I need to extract from a string a set of characters which are included between two delimiters, without returning the delimiters themselves.

A simple example should be helpful:

Target: extract the substring between square brackets, without returning the brackets themselves.

Base string: This is a test string [more or less]

If I use the following reg. ex.

\[.*?\]

The match is [more or less]. I need to get only more or less (without the brackets).

Is it possible to do it?


j
jottr

Easy done:

(?<=\[)(.*?)(?=\])

Technically that's using lookaheads and lookbehinds. See Lookahead and Lookbehind Zero-Width Assertions. The pattern consists of:

is preceded by a [ that is not captured (lookbehind);

a non-greedy captured group. It's non-greedy to stop at the first ]; and

is followed by a ] that is not captured (lookahead).

Alternatively you can just capture what's between the square brackets:

\[(.*?)\]

and return the first captured group instead of the entire match.

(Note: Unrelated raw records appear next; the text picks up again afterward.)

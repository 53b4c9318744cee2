//! Handlers the runtime registers on top of the modules' own matchers.
//!
//! Every handler reads the frozen [`Registry`]; none of them mutate it.

use std::sync::Arc;
use std::time::Duration;

use tracing::{debug, info};

use rose_core::{ApiError, ApiResult, ChatId, InlineButton, InlineKeyboard, User, UserId};
use rose_framework::presenter::help::DEFAULT_HELP_INTRO;
use rose_framework::presenter::{
    HelpAction, HelpLayout, MODULE_UNAVAILABLE, PageCursor, SettingsAction, module_help_keyboard,
    render_chat_settings_menu, render_help_page, render_module_help, render_module_settings,
    render_settings_summary, render_user_settings,
};
use rose_framework::{
    AccessControl, BoxError, Matcher, Registry, UpdateContext, collect_stats, collect_user_info,
    export_chat, import_chat, on_callback, on_chat_migrated, on_command, on_migration,
};

use crate::config::RoseConfig;

pub const DONATE_TEXT: &str = "Support my development!\n\
Server costs add up - your donations help keep me running.\n\n\
All contributions directly support server costs and improvements.";

const NOT_ADMIN: &str = "You need to be an admin to do this.";

type HandlerResult = Result<(), BoxError>;

/// Shared state of the core handlers.
pub(crate) struct Core {
    registry: Arc<Registry>,
    access: Arc<AccessControl>,
    layout: HelpLayout,
    settings_columns: usize,
    timeout: Duration,
    bot_name: String,
    donation_link: Option<String>,
}
//! Small pieces shared by several modules.

use std::sync::Arc;

use rose_core::{User, UserId};
use rose_framework::{BoxError, Namespace, UpdateContext};

/// Longest text a user may store about themselves or others.
pub const MAX_INFO_LEN: usize = 1024;

pub(crate) const NOT_ADMIN: &str = "You need to be an admin to do this.";

/// Replies with [`NOT_ADMIN`] and returns `false` unless the sender
/// administers the current chat.
pub(crate) async fn ensure_admin(ctx: &UpdateContext) -> Result<bool, BoxError> {
    if ctx.sender_is_admin().await? {
        return Ok(true);
    }
    ctx.reply(NOT_ADMIN).await?;
    Ok(false)
}

/// Adapts `async fn(Arc<S>, Arc<UpdateContext>)` into a matcher handler.
pub(crate) fn bind<S, F, Fut>(
    state: &Arc<S>,
    f: F,
) -> impl Fn(Arc<UpdateContext>) -> Fut + Clone + Send + Sync + 'static
where
    S: Send + Sync + 'static,
    F: Fn(Arc<S>, Arc<UpdateContext>) -> Fut + Clone + Send + Sync + 'static,
{
    let state = Arc::clone(state);
    move |ctx| f(Arc::clone(&state), ctx)
}

/// The user a command is aimed at.
#[derive(Debug, Clone, PartialEq, Eq)]
pub(crate) struct Target {
    pub id: UserId,
    /// Full details, when the update carries them.
    pub user: Option<User>,
}

impl Target {
    /// First name if known, otherwise the numeric id.
    pub fn display_name(&self) -> String {
        match &self.user {
            Some(user) => user.first_name.clone(),
            None => self.id.to_string(),
        }
    }
}

/// Resolves the user a command refers to, plus the remaining text.
///
/// A replied-to message wins, and then all of the argument text is left
/// over. Otherwise the first argument is a numeric id or an `@username`
/// previously seen by the users module.
pub(crate) fn extract_user_and_text(
    ctx: &UpdateContext,
    users: &Namespace,
) -> Option<(Target, String)> {
    if let Some(user) = ctx.replied().and_then(|m| m.from.clone()) {
        return Some((
            Target {
                id: user.id,
                user: Some(user),
            },
            ctx.arg_text().trim().to_string(),
        ));
    }

    let command = ctx.command()?;
    let (first, rest) = command.split_first_arg()?;
    let id = match first.strip_prefix('@') {
        Some(name) => lookup_username(users, name)?,
        None => first.parse().ok()?,
    };
    Some((Target { id, user: None }, rest.trim().to_string()))
}

/// Like [`extract_user_and_text`], ignoring the text.
pub(crate) fn extract_user(ctx: &UpdateContext, users: &Namespace) -> Option<Target> {
    extract_user_and_text(ctx, users).map(|(target, _)| target)
}

/// Key under which the users module indexes a username.
pub(crate) fn username_key(name: &str) -> String {
    format!("username:{}", name.trim_start_matches('@').to_lowercase())
}

fn lookup_username(users: &Namespace, name: &str) -> Option<UserId> {
    users.get::<UserId>(&username_key(name)).ok().flatten()
}


#[cfg(test)]
mod tests {
    use super::testing::*;
    use super::*;
    use rose_core::testing::RecordingBot;
    use rose_framework::{CommandParser, MemoryStore};
    use std::sync::Arc;

    fn users() -> Namespace {
        let ns = Namespace::new(Arc::new(MemoryStore::new()), "users");
        ns.set(&username_key("@Alice"), &UserId(7)).unwrap();
        ns
    }

    fn ctx(update: rose_core::Update) -> UpdateContext {
        UpdateContext::new(update, RecordingBot::new("rose_bot"), &CommandParser::default())
    }

    #[test]
    fn test_extract_from_reply() {
        let admin = user(1, "Admin");
        let bob = user(8, "Bob");
        let ctx = ctx(group_reply(&admin, "/warn spamming links", &bob));
        let (target, text) = extract_user_and_text(&ctx, &users()).unwrap();
        assert_eq!(target.id, UserId(8));
        assert_eq!(target.display_name(), "Bob");
        assert_eq!(text, "spamming links");
    }

    #[test]
    fn test_extract_from_id_and_username() {
        let admin = user(1, "Admin");
        let users = users();

        let by_id = ctx(group_message(&admin, "/warn 42 flooding"));
        let (target, text) = extract_user_and_text(&by_id, &users).unwrap();
        assert_eq!((target.id, text.as_str()), (UserId(42), "flooding"));

        let by_name = ctx(group_message(&admin, "/warns @alice"));
        assert_eq!(extract_user(&by_name, &users).map(|t| t.id), Some(UserId(7)));

        let unknown = ctx(group_message(&admin, "/warns @nobody"));
        assert_eq!(extract_user(&unknown, &users), None);

        let missing = ctx(group_message(&admin, "/warns"));
        assert_eq!(extract_user(&missing, &users), None);
    }
}
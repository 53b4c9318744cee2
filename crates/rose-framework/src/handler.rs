//! Handlers as type-erased tower services.
//!
//! Any `Fn(Arc<UpdateContext>) -> impl Future<Output = Result<(), BoxError>>`
//! that is `Clone` becomes a [`BoxedHandler`]:
//!
//! ```rust,ignore
//! async fn rules(ctx: Arc<UpdateContext>) -> Result<(), BoxError> {
//!     ctx.reply("Be nice.").await?;
//!     Ok(())
//! }
//!
//! let handler = into_handler(rules);
//! ```
//!
//! Handlers that need state capture it in a cloneable closure:
//!
//! ```rust,ignore
//! let ns = ctx.namespace();
//! into_handler(move |ctx| get_rules(ns.clone(), ctx))
//! ```

use std::future::Future;
use std::sync::Arc;

use tower::util::{BoxCloneSyncService, ServiceExt, service_fn};
use tower::BoxError;

use crate::context::UpdateContext;

/// A type-erased, cheaply cloneable handler service.
pub type BoxedHandler = BoxCloneSyncService<Arc<UpdateContext>, (), BoxError>;

/// Wraps an async function into a [`BoxedHandler`].
pub fn into_handler<F, Fut>(f: F) -> BoxedHandler
where
    F: Fn(Arc<UpdateContext>) -> Fut + Clone + Send + Sync + 'static,
    Fut: Future<Output = Result<(), BoxError>> + Send + 'static,
{
    BoxCloneSyncService::new(service_fn(f))
}

/// Runs a handler to completion on `ctx`.
pub async fn call_handler(handler: &BoxedHandler, ctx: Arc<UpdateContext>) -> Result<(), BoxError> {
    handler.clone().oneshot(ctx).await
}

"Easy done", LOL! :) Regular expressions always give me headache, I tend to forget them as soon as I find the ones that solve my problems. About your solutions: the first works as expected, the second doesn't, it keeps including the brackets. I'm using C#, maybe the RegEx object has its own "flavour" of regex engine...
It's doing that because you're looking at the whole match rather than the first matched group.
Does this work if the substring also contains the delimiters? For example in This is a test string [more [or] less] would this return more [or] less ?
@gnzlbg no, it would return "more [or"
This is returning the string along with the begin and end string
Z
Zanon

If you are using JavaScript, the solution provided by cletus, (?<=\[)(.*?)(?=\]) won't work because JavaScript doesn't support the lookbehind operator.

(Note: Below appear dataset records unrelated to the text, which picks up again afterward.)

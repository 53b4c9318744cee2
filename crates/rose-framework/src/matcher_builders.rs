//! Matcher presets for common update shapes.
//!
//! # Example
//!
//! ```rust,ignore
//! use rose_framework::{on_callback, on_command, on_message};
//!
//! module
//!     .matcher(on_command("warn").group_only().handler(warn))
//!     .matcher(on_callback("rm_warn_").handler(remove_warn))
//!     .matcher(on_message().group(4).handler(log_user));
//! ```

use crate::matcher::Matcher;

/// Matches a command by name (case-insensitive).
pub fn on_command(name: &str) -> Matcher {
    let name = name.to_lowercase();
    Matcher::new()
        .name(format!("command:{name}"))
        .check(move |ctx| ctx.command().is_some_and(|c| c.name == name))
}

/// Matches any of several command aliases.
pub fn on_commands(names: &[&str]) -> Matcher {
    let names: Vec<String> = names.iter().map(|n| n.to_lowercase()).collect();
    Matcher::new()
        .name(format!("command:{}", names.join("|")))
        .check(move |ctx| {
            ctx.command()
                .is_some_and(|c| names.iter().any(|n| *n == c.name))
        })
}

/// Matches button presses whose callback data starts with `prefix`.
pub fn on_callback(prefix: &str) -> Matcher {
    let prefix = prefix.to_string();
    Matcher::new()
        .name(format!("callback:{prefix}"))
        .check(move |ctx| {
            ctx.callback_query()
                .is_some_and(|q| q.data.starts_with(&prefix))
        })
}

/// Matches chat-migration notices that carry an old/new id pair.
pub fn on_migration() -> Matcher {
    Matcher::new()
        .name("migration")
        .check(|ctx| ctx.migration().is_some_and(|m| m.resolve().is_some()))
}

/// Matches every message.
pub fn on_message() -> Matcher {
    Matcher::new()
        .name("message")
        .check(|ctx| ctx.message().is_some())
}

#[cfg(test)]
mod tests {
    use super::*;
    use crate::command::CommandParser;
    use crate::context::UpdateContext;
    use rose_core::testing::RecordingBot;
    use rose_core::{CallbackQuery, Chat, ChatId, ChatMigration, Message, Update, User, UserId};

    fn make(update: Update) -> UpdateContext {
        UpdateContext::new(update, RecordingBot::new("rose_bot"), &CommandParser::default())
    }

    fn text(t: &str) -> UpdateContext {
        make(Update::Message(Message::new(
            1,
            Chat::private(UserId(7)),
            User::new(UserId(7), "Alice"),
            t,
        )))
    }

    #[test]
    fn test_on_command_is_case_insensitive() {
        assert!(on_command("Rules").matches(&text("/RULES")));
        assert!(!on_command("rules").matches(&text("/setrules x")));
        assert!(!on_command("rules").matches(&text("rules")));
    }

    #[test]
    fn test_on_commands_matches_aliases() {
        let m = on_commands(&["resetwarn", "resetwarns"]);
        assert!(m.matches(&text("/resetwarns @x")));
        assert!(m.matches(&text("/resetwarn @x")));
        assert!(!m.matches(&text("/warns")));
    }

    #[test]
    fn test_on_callback_prefix() {
        let ctx = make(Update::CallbackQuery(CallbackQuery {
            id: "q".into(),
            from: User::new(UserId(7), "Alice"),
            message: None,
            chat: None,
            data: "help_next(0)".into(),
        }));
        assert!(on_callback("help_").matches(&ctx));
        assert!(!on_callback("stngs_").matches(&ctx));
        assert!(!on_message().matches(&ctx));
    }

    #[test]
    fn test_on_migration_requires_ids() {
        let ctx = make(Update::ChatMigration(ChatMigration {
            chat: Chat::group(ChatId(-1), "g"),
            migrate_to: None,
            migrate_from: None,
        }));
        assert!(!on_migration().matches(&ctx));
    }
}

Edit: actually, now (ES2018) it's possible to use the lookbehind operator. Just add / to define the regex string, like this:

var regex = /(?<=\[)(.*?)(?=\])/;

Old answer:

Solution:

var regex = /\[(.*?)\]/;
var strToMatch = "This is a test string [more or less]";
var matched = regex.exec(strToMatch);

It will return:

["[more or less]", "more or less"]

So, what you need is the second value. Use:

var matched = regex.exec(strToMatch)[1];

To return:

"more or less"

what if there are multiple matches of [more or less] in the string?
Lookbehind assertions have been added to RegExp in ES2018
c
cletus

You just need to 'capture' the bit between the brackets.

\[(.*?)\]

To capture you put it inside parentheses. You do not say which language this is using. In Perl for example, you would access this using the $1 variable.

my $string ='This is the match [more or less]';
$string =~ /\[(.*?)\]/;
print "match:$1\n";

Other languages will have different mechanisms. C#, for example, uses the Match collection class, I believe.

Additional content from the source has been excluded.